That's a bit cumbersome, indeed, but for greater good. It also can be avoided, for example, by keeping in mind that marking the variable atomic would imply atomic calls everywhere, and that you don't often need atomic initializers. So the example above should practically be the same as:

atomic const stack = Stack.new(3)
stack.push(42) # Still atomic

# Unless the stack object itself is assigned to another variable
foo = stack
foo.push(42) # Not atomic anymore

As seen above, you can mix variable and its pointee atomicity. Here go some examples to help to understand it better:

a = [1]
a.push(2) # Non-atomic operation

atomic b = atomic a
c = b # Copies the atomic reference to a

b.push(3) # Atomic operation
c.push(4) # Atomic operation

d = (b = [0])
puts d # [1, 2, 3, 4] (old value)
puts b # [0] (new value)

e = (c = [0])
puts e # [0] (new value, because c variable is not atomic)
puts c # [0] (new value)
a = [1]

b = atomic a
c = b # Copies the atomic reference to a

b.push(2) # Atomic operation
c.push(3) # Atomic operation

d = (b = [0])
puts d # [0] (new value, because b variable is not atomic)
puts b # [0] (new value)

e = (c = [0])
puts e # [0] (new value)
puts c # [0] (new value)
a = [1]

atomic b = a
c = b # Copies the non-atomic reference to a

b.push(2) # Atomic operation
c.push(3) # Non-atomic operation

d = (b = [0])
puts d # [1, 2, 3] (old value, because b variable is atomic)
puts b # [0] (new value)

e = (c = [0])
puts e # [0] (new value)
puts c # [0] (new value)

You can mark an object definition itself as atomic making it implicitly atomic (and therefore thread-safe) by default. A Mutex class itself is a good example. However, it is possible to define such an object as volatile:

atomic class Mutex
  # Implicitly `atomic def lock`.
  def lock
  end
end

m1 = Mutex.new # Implicitly atomic
m1.lock # Atomic

m2 = volatile Mutex.new # Would try to call volatile methods from now
m2.lock # Lookup for `volatile def lookup`, but still call the atomic variant instead

Function arguments can be atomic as well, which would imply atomicity in current scope only. Once an argument is out of the function scope, it stops being atomic:

def fill(atomic ary : Array(Int32), number : UInt)
  number.times do
    async do
      ary.push(rand(100)) # Guaranteed atomic push
    end
  end

  yield
end

ary = [0]
ary << 1 # Non-atomic push
fill(ary) # Guaranteed to do atomic fill despite of the argument atomicity
ary << 2 # Also non-atomic push

However, you cannot pass an atomic object to a function which expects a volatile object:

def foo(volatile ary : Array)
  ary.push(42) # The volatile push
end

ary = atomic [0]
foo(ary) # Nope, we need guarantees
foo(volatile ary) # Ok

Just a reminder, you can call an atomic method on a non-atomic object using the same atomic keyword as a call modifier:

ary = [1, 2]
puts ary.(atomic)push # => [1, 2, 3]

Stack example

Atomic stacks can be used as replacement for Crystal's Channel(T) class.

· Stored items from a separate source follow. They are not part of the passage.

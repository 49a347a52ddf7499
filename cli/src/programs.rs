//! Compiled LF programs bundled with the launcher.
//!
//! These are the emitter's output for the SICP chapter 1 exercises the
//! language was first tested against, written against the runtime API.

use lfrt::runtime::value::ops::{BinOp, binary, negate};
use lfrt::{
    Closure, CompiledProgram, ELSE, ExecutionContext, NIL, ResultExt, RuntimeError, SourcePos,
    Value,
};

fn pos(row: u32, col: u32) -> SourcePos {
    SourcePos::new(row, col)
}

fn num(n: f64) -> Value {
    Value::Number(n)
}

/// Lower an n-ary operator form into a left fold of the binary operator.
fn fold(op: BinOp, operands: &[Value], at: SourcePos) -> Result<Value, RuntimeError> {
    let Some((first, rest)) = operands.split_first() else {
        return Ok(NIL);
    };
    let mut acc = first.clone();
    for operand in rest {
        acc = binary(&acc, op, operand).at(at)?;
    }
    Ok(acc)
}

/// Top-level expression statements print their value.
fn show(ctx: &mut ExecutionContext, at: SourcePos, value: Value) -> Result<Value, RuntimeError> {
    ctx.print(at, std::slice::from_ref(&value))?;
    Ok(value)
}

fn define_square(ctx: &mut ExecutionContext, row: u32) {
    ctx.define_closure(Closure::new("square", 1, move |_, args| {
        binary(&args[0], BinOp::Mul, &args[0]).at(pos(row, 20))
    }));
}

pub fn all() -> Vec<CompiledProgram> {
    vec![
        expressions(),
        compound_procedures(),
        conditionals(),
        recursion(),
        lambdas(),
    ]
}

fn expressions() -> CompiledProgram {
    CompiledProgram::new("run-1.1.1", |ctx| {
        let forms: [(BinOp, &[f64]); 7] = [
            (BinOp::Add, &[137.0, 349.0]),
            (BinOp::Sub, &[1000.0, 334.0]),
            (BinOp::Mul, &[5.0, 99.0]),
            (BinOp::Div, &[10.0, 5.0]),
            (BinOp::Add, &[2.7, 10.0]),
            (BinOp::Add, &[21.0, 35.0, 12.0, 7.0]),
            (BinOp::Mul, &[25.0, 4.0, 12.0]),
        ];
        for (row, (op, operands)) in (1..).zip(forms) {
            let operands: Vec<_> = operands.iter().copied().map(num).collect();
            let value = fold(op, &operands, pos(row, 1))?;
            show(ctx, pos(row, 1), value)?;
        }

        let left = fold(BinOp::Mul, &[num(3.0), num(5.0)], pos(8, 4))?;
        let right = fold(BinOp::Sub, &[num(10.0), num(6.0)], pos(8, 12))?;
        let value = fold(BinOp::Add, &[left, right], pos(8, 1))?;
        show(ctx, pos(8, 1), value)?;

        let inner = fold(
            BinOp::Add,
            &[
                fold(BinOp::Mul, &[num(2.0), num(4.0)], pos(9, 10))?,
                fold(BinOp::Add, &[num(3.0), num(5.0)], pos(9, 18))?,
            ],
            pos(9, 7),
        )?;
        let left = fold(BinOp::Mul, &[num(3.0), inner], pos(9, 4))?;
        let right = fold(
            BinOp::Add,
            &[
                fold(BinOp::Sub, &[num(10.0), num(7.0)], pos(10, 7))?,
                num(6.0),
            ],
            pos(10, 4),
        )?;
        let value = fold(BinOp::Add, &[left, right], pos(9, 1))?;
        show(ctx, pos(9, 1), value)?;

        ctx.define("size", num(2.0));
        let size = ctx.lookup("size", pos(12, 7))?;
        ctx.call("print", pos(12, 1), &[size.clone()])?;
        let value = fold(BinOp::Mul, &[num(5.0), size], pos(13, 1))?;
        show(ctx, pos(13, 1), value)?;

        ctx.define("pi", num(3.142));
        ctx.define("radius", num(10.0));
        let pi = ctx.lookup("pi", pos(16, 4))?;
        let radius = ctx.lookup("radius", pos(16, 8))?;
        let area = fold(
            BinOp::Mul,
            &[
                pi.clone(),
                fold(BinOp::Mul, &[radius.clone(), radius.clone()], pos(16, 7))?,
            ],
            pos(16, 1),
        )?;
        show(ctx, pos(16, 1), area)?;

        let circumference = fold(BinOp::Mul, &[num(2.0), pi, radius], pos(17, 22))?;
        ctx.define("circumference", circumference.clone());
        ctx.call("print", pos(18, 1), &[circumference])?;
        Ok(NIL)
    })
}

fn compound_procedures() -> CompiledProgram {
    CompiledProgram::new("run-1.1.5", |ctx| {
        define_square(ctx, 1);

        let value = ctx.call("square", pos(2, 1), &[num(21.0)])?;
        show(ctx, pos(2, 1), value)?;
        let seven = fold(BinOp::Add, &[num(2.0), num(5.0)], pos(3, 9))?;
        let value = ctx.call("square", pos(3, 1), &[seven])?;
        show(ctx, pos(3, 1), value)?;
        let nine = ctx.call("square", pos(4, 9), &[num(3.0)])?;
        let value = ctx.call("square", pos(4, 1), &[nine])?;
        show(ctx, pos(4, 1), value)?;

        ctx.define_closure(Closure::new("sum-of-squares", 2, |ctx, args| {
            let x = ctx.call("square", pos(5, 33), &args[..1])?;
            let y = ctx.call("square", pos(5, 44), &args[1..])?;
            fold(BinOp::Add, &[x, y], pos(5, 30))
        }));
        let value = ctx.call("sum-of-squares", pos(6, 1), &[num(3.0), num(4.0)])?;
        show(ctx, pos(6, 1), value)?;

        ctx.define_closure(Closure::new("f", 1, |ctx, args| {
            let a = &args[0];
            let first = fold(BinOp::Add, &[a.clone(), num(1.0)], pos(7, 33))?;
            let second = fold(BinOp::Mul, &[a.clone(), num(2.0)], pos(7, 43))?;
            ctx.call("sum-of-squares", pos(7, 16), &[first, second])
        }));
        let result = ctx.call("f", pos(8, 1), &[num(5.0)])?;
        show(ctx, pos(8, 1), result)
    })
}

fn conditionals() -> CompiledProgram {
    CompiledProgram::new("run-1.1.6", |ctx| {
        ctx.define_closure(Closure::new("abs", 1, |_, args| {
            let x = &args[0];
            let zero = num(0.0);
            if binary(x, BinOp::Greater, &zero).at(pos(2, 10))?.is_truthy() {
                Ok(x.clone())
            } else if binary(x, BinOp::Eq, &zero).at(pos(3, 10))?.is_truthy() {
                Ok(zero)
            } else if binary(x, BinOp::Less, &zero).at(pos(4, 10))?.is_truthy() {
                negate(x).at(pos(4, 18))
            } else {
                Ok(NIL)
            }
        }));
        let value = ctx.call("abs", pos(5, 1), &[num(-123.0)])?;
        show(ctx, pos(5, 1), value)?;

        ctx.define_closure(Closure::new("abs-with-else", 1, |_, args| {
            let x = &args[0];
            if binary(x, BinOp::GreaterEq, &num(0.0)).at(pos(7, 10))?.is_truthy() {
                Ok(x.clone())
            } else if ELSE.is_truthy() {
                negate(x).at(pos(8, 12))
            } else {
                Ok(NIL)
            }
        }));
        // The source applies `abs-with-else-123`, which was never defined.
        let result = ctx.call("abs-with-else-123", pos(9, 1), &[])?;
        show(ctx, pos(9, 1), result)
    })
}

fn recursion() -> CompiledProgram {
    CompiledProgram::new("run-1.2", |ctx| {
        ctx.define_closure(Closure::new("factorial", 1, |ctx, args| {
            let n = &args[0];
            if binary(n, BinOp::Eq, &num(1.0)).at(pos(2, 7))?.is_truthy() {
                return Ok(num(1.0));
            }
            let prev = fold(BinOp::Sub, &[n.clone(), num(1.0)], pos(3, 24))?;
            let rest = ctx.call("factorial", pos(3, 13), &[prev])?;
            fold(BinOp::Mul, &[n.clone(), rest], pos(3, 10))
        }));
        let value = ctx.call("factorial", pos(4, 1), &[num(10.0)])?;
        show(ctx, pos(4, 1), value)?;

        ctx.define_closure(Closure::new("fibb", 1, |ctx, args| {
            let n = &args[0];
            if binary(n, BinOp::Eq, &num(0.0)).at(pos(6, 7))?.is_truthy() {
                Ok(num(0.0))
            } else if binary(n, BinOp::Eq, &num(1.0)).at(pos(7, 7))?.is_truthy() {
                Ok(num(1.0))
            } else if ELSE.is_truthy() {
                let one_less = fold(BinOp::Sub, &[n.clone(), num(1.0)], pos(8, 21))?;
                let two_less = fold(BinOp::Sub, &[n.clone(), num(2.0)], pos(8, 37))?;
                let a = ctx.call("fibb", pos(8, 15), &[one_less])?;
                let b = ctx.call("fibb", pos(8, 31), &[two_less])?;
                fold(BinOp::Add, &[a, b], pos(8, 12))
            } else {
                Ok(NIL)
            }
        }));
        let result = ctx.call("fibb", pos(9, 1), &[num(10.0)])?;
        show(ctx, pos(9, 1), result)
    })
}

fn lambdas() -> CompiledProgram {
    CompiledProgram::new("run-1.3.2", |ctx| {
        define_square(ctx, 1);
        ctx.define_closure(Closure::new("f", 2, |ctx, args| {
            let (x, y) = (args[0].clone(), args[1].clone());
            let lambda = Value::from(Closure::new("lambda", 2, move |ctx, args| {
                let (a, b) = (&args[0], &args[1]);
                let a_squared = ctx.call("square", pos(3, 26), std::slice::from_ref(a))?;
                fold(
                    BinOp::Add,
                    &[
                        fold(BinOp::Mul, &[x.clone(), a_squared], pos(3, 20))?,
                        fold(BinOp::Mul, &[y.clone(), b.clone()], pos(4, 20))?,
                        fold(BinOp::Mul, &[a.clone(), b.clone()], pos(5, 20))?,
                    ],
                    pos(3, 17),
                )
            }));
            let x_times_y = fold(BinOp::Mul, &[args[0].clone(), args[1].clone()], pos(6, 12))?;
            let a = fold(BinOp::Add, &[num(1.0), x_times_y], pos(6, 9))?;
            let b = fold(BinOp::Sub, &[num(1.0), args[1].clone()], pos(7, 9))?;
            ctx.call_value(&lambda, "lambda", pos(2, 5), &[a, b])
        }));
        let result = ctx.call("f", pos(8, 1), &[num(5.0), num(5.0)])?;
        show(ctx, pos(8, 1), result)
    })
}
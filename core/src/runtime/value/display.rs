use super::Value;
use std::fmt;

impl fmt::Display for Value {
    fn fmt(&self, f: &mut fmt::Formatter<'_>) -> fmt::Result {
        match self {
            Value::Nil => write!(f, "undefined"),
            Value::Bool(b) => write!(f, "{b}"),
            Value::Number(n) => f.write_str(&format_number(*n)),
            Value::Str(s) => write!(f, "{s}"),
            Value::Function(closure) => write!(f, "[Function: {}]", closure.name()),
            Value::Builtin(builtin) => write!(f, "[Function: {}]", builtin.name()),
        }
    }
}

/// Format a number the way the host runtime prints it.
pub fn format_number(n: f64) -> String {
    if n.is_nan() {
        return "NaN".to_string();
    }
    if n.is_infinite() {
        return if n > 0.0 { "Infinity" } else { "-Infinity" }.to_string();
    }
    if n == 0.0 {
        return "0".to_string();
    }
    let magnitude = n.abs();
    if magnitude >= 1e21 || magnitude < 1e-6 {
        // `{:e}` gives "1e21" / "1.5e-7"; the host writes an explicit sign.
        let formatted = format!("{n:e}");
        return match formatted.split_once('e') {
            Some((mantissa, exp)) if !exp.starts_with('-') => format!("{mantissa}e+{exp}"),
            _ => formatted,
        };
    }
    // Display on f64 already omits a zero fraction and picks the shortest
    // round-tripping digits.
    format!("{n}")
}

#[cfg(test)]
mod tests {
    use super::*;

    #[test]
    fn integral_numbers_have_no_fraction() {
        assert_eq!(format_number(9.0), "9");
        assert_eq!(format_number(-3.0), "-3");
        assert_eq!(format_number(-0.0), "0");
    }

    #[test]
    fn fractional_numbers_use_shortest_form() {
        assert_eq!(format_number(12.7), "12.7");
        assert_eq!(format_number(2.0 * 3.142 * 10.0), "62.839999999999996");
        assert_eq!(format_number(-0.10000000000000003), "-0.10000000000000003");
    }

    #[test]
    fn special_and_extreme_numbers() {
        assert_eq!(format_number(f64::NAN), "NaN");
        assert_eq!(format_number(f64::INFINITY), "Infinity");
        assert_eq!(format_number(f64::NEG_INFINITY), "-Infinity");
        assert_eq!(format_number(1e21), "1e+21");
        assert_eq!(format_number(1.5e-7), "1.5e-7");
    }

    #[test]
    fn values_display_naturally() {
        assert_eq!(Value::Bool(true).to_string(), "true");
        assert_eq!(Value::str("a b").to_string(), "a b");
        assert_eq!(Value::Nil.to_string(), "undefined");
    }
}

# `const` is contextual constant-ness. In this case it means that Stack is of fixed size
atomic const stack = Stack(Int32).new(3)

3.times do |i|
  async do
    stack.push(i) # Thread-safe push (because stack is `atomic`)
  end
end

3.times do
  # `await` means to use the `async` `#pop` method
  value = await stack.pop # Thread-safe pop (because stack is `atomic`)
  puts value
end
class Stack(T)
  # The instance variable of the buffer is always constant,
  # because you can not change the buffer of a stack.
  #
  # The buffer itself is always mutable, because we don't
  # want constant Array when the stack is constant.
  #
  # The atomicity of the `@buffer` variable is
  # inherited from the current stack atomicity.
  const @buffer : mutable Array(T)

  def initialize(capacity)
    @buffer = Array(T).new(capacity)
  end

  # Calling sync `#push` on a `const Stack` raises if it's currently full.
  atomic const def push(value : T)
    # `atomic def Array#lock?` is a mutex lock wrapper
    lock = @buffer.lock?(@buffer.size < @buffer.capacity)

    if lock
      # We've already aquired the buffer lock,
      # no need to call atomic push here;
      # using `volatile` modifier then.
      #
      # In fact, attempting to re-aquire the lock
      # would result in deadlock
      @buffer.(volatile)push(value)
      lock.release
    else
      raise "Is full"
    end
  end

  # Async variant waits for free space instead of raising immediately.
  async atomic const def push(value : T)
    until lock = @buffer.lock?(@buffer.size < @buffer.capacity)
      yield
    end

    @buffer.(volatile)push(value)
    lock.release
  end

  # The volatile const push, which could lead to
  # unwanted resize in a multi-threaded program.
  const def push(value : T)
    raise "Is full" if @buffer.size == @buffer.capacity
    @buffer.push(value)
  end

  # ditto, but async
  async const def push(value : T)
    until @buffer.size == @buffer.capacity
      yield
    end

    @buffer.push(value)
  end

  # Mutable push implementation, allowing to resize if needed.
  # This definition covers both atomic and non-atomic variants.
  atomic def push(value : T) # The `mutable` modificator is implicit
    # An atomic or non-atomic `Array#push` is called
    # depending on the actual call atomicity
    @buffer.push(value)
  end

  # `#pop` doesn't contextually change the stack itself,
  # so it's always const and implicitly atomic
  # (atomicity is inherited from the `const` property here).
  const def pop
    result = @buffer.pop?
    raise "Is empty" unless result
    return result
  end

  # Wait until a value is popped.
  async const def pop
    until result = @buffer.pop?
      yield
    end

    return result
  end
end

Threads

By default, there is no direct access to threads in an Onyx program. Parallelism is achieved via scheduler which distributes coroutines among the threads. Onyx has an abstract scheduler implementation, which is single-threaded by default.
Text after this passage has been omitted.